You'll learn more about networking from using Nmap than from looking at the source. Always use -v and maybe even -d, then investigate what the output is telling you. And read the book: https://nmap.org/book/
You don't have to wait for requests to complete, so slow or broken connections don't cause hangs. IIRC, zmap[1] takes this approach. This allows the "probe" stage to be executed essentially as quickly as you can send packets, while you lazy load the results
Nmap is already asynchronous, as you described multiple requests are multiplexed (cf select(2), epoll(7), kqueue/kevent depending on your platform...)
The core difference between nmap and zmap is that the latter is stateless. Which allows a much higher throughput, but also prevents from applying some smart detection mechanisms.

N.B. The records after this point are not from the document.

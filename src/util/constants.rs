/// Firebase constants ported from the JS util package.
#[derive(Debug, Clone, Copy)]
pub struct Constants {
    pub node_client: bool,
    pub node_admin: bool,
    pub sdk_version: &'static str,
}

/// Static constants for the Rust port. Node flags default to false; tweak as needed downstream.
pub const CONSTANTS: Constants = Constants {
    node_client: false,
    node_admin: false,
    sdk_version: env!("CARGO_PKG_VERSION"),
};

Thus, both tools are complementary, and no, there is no work being done to make nmap stateless.
Interestingly I find nmap 7 almost twice as slow 6 when performing the example scan from the documentation.
# time nmap -v scanme.nmap.org # 6.40
Starting Nmap 6.40 ( http://nmap.org ) at 2015-11-21 00:01 AEDT
Initiating Ping Scan at 00:01
Scanning scanme.nmap.org (45.33.32.156) [4 ports]

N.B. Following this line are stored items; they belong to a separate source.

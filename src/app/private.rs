pub use crate::app::types::{
    AppHook, FirebaseAppInternals, FirebaseAuthTokenData, FirebaseService, FirebaseServiceFactory,
    FirebaseServiceInternals, FirebaseServiceNamespace, PlatformLoggerService, VersionService,
};

pub use crate::component::{Component, ComponentContainer};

Completed Ping Scan at 00:01, 0.23s elapsed (1 total hosts)
Initiating Parallel DNS resolution of 1 host. at 00:01
Completed Parallel DNS resolution of 1 host. at 00:01, 0.00s elapsed
Initiating SYN Stealth Scan at 00:01
Scanning scanme.nmap.org (45.33.32.156) [1000 ports]
Discovered open port 80/tcp on 45.33.32.156
Discovered open port 22/tcp on 45.33.32.156
Discovered open port 31337/tcp on 45.33.32.156
Discovered open port 9929/tcp on 45.33.32.156
Completed SYN Stealth Scan at 00:01, 26.27s elapsed (1000 total ports)
Nmap scan report for scanme.nmap.org (45.33.32.156)
Host is up (0.20s latency).
Not shown: 993 closed ports
PORT STATE SERVICE
22/tcp open ssh
80/tcp open http
135/tcp filtered msrpc
139/tcp filtered netbios-ssn
445/tcp filtered microsoft-ds
9929/tcp open nping-echo
31337/tcp open Elite
Read data files from: /usr/bin/../share/nmap
Nmap done: 1 IP address (1 host up) scanned in 26.54 seconds
Raw packets sent: 1067 (46.924KB) | Rcvd: 1054 (42.164KB)
real 0m26.546s
user 0m0.061s
sys 0m0.046s
# time nmap -v scanme.nmap.org # 7.00
Starting Nmap 7.00 ( https://nmap.org ) at 2015-11-21 00:02 AEDT
Initiating Ping Scan at 00:02
Scanning scanme.nmap.org (45.33.32.156) [2 ports]
Completed Ping Scan at 00:02, 0.19s elapsed (1 total hosts)
Initiating Parallel DNS resolution of 1 host. at 00:02
Completed Parallel DNS resolution of 1 host. at 00:02, 0.00s elapsed
Initiating Connect Scan at 00:02
Scanning scanme.nmap.org (45.33.32.156) [1000 ports]
Discovered open port 22/tcp on 45.33.32.156
Discovered open port 80/tcp on 45.33.32.156
Discovered open port 9929/tcp on 45.33.32.156
Discovered open port 31337/tcp on 45.33.32.156
Completed Connect Scan at 00:03, 46.61s elapsed (1000 total ports)
Nmap scan report for scanme.nmap.org (45.33.32.156)
Host is up (0.19s latency).
Other addresses for scanme.nmap.org (not scanned): 2600:3c01::f03c:91ff:fe18:bb2f
Not shown: 992 closed ports
PORT STATE SERVICE
22/tcp open ssh
80/tcp open http
135/tcp filtered msrpc
139/tcp filtered netbios-ssn
445/tcp filtered microsoft-ds
5815/tcp filtered unknown
9929/tcp open nping-echo
31337/tcp open Elite
Read data files from: /usr/local/bin/../share/nmap
Nmap done: 1 IP address (1 host up) scanned in 46.85 seconds
real 0m46.858s
user 0m0.801s
sys 0m0.233s
Your second command is using TCP Connect scan (-sT) instead of SYN scan (-sS). Not sure why it would be doing this, but add -sS and see if speed difference is better.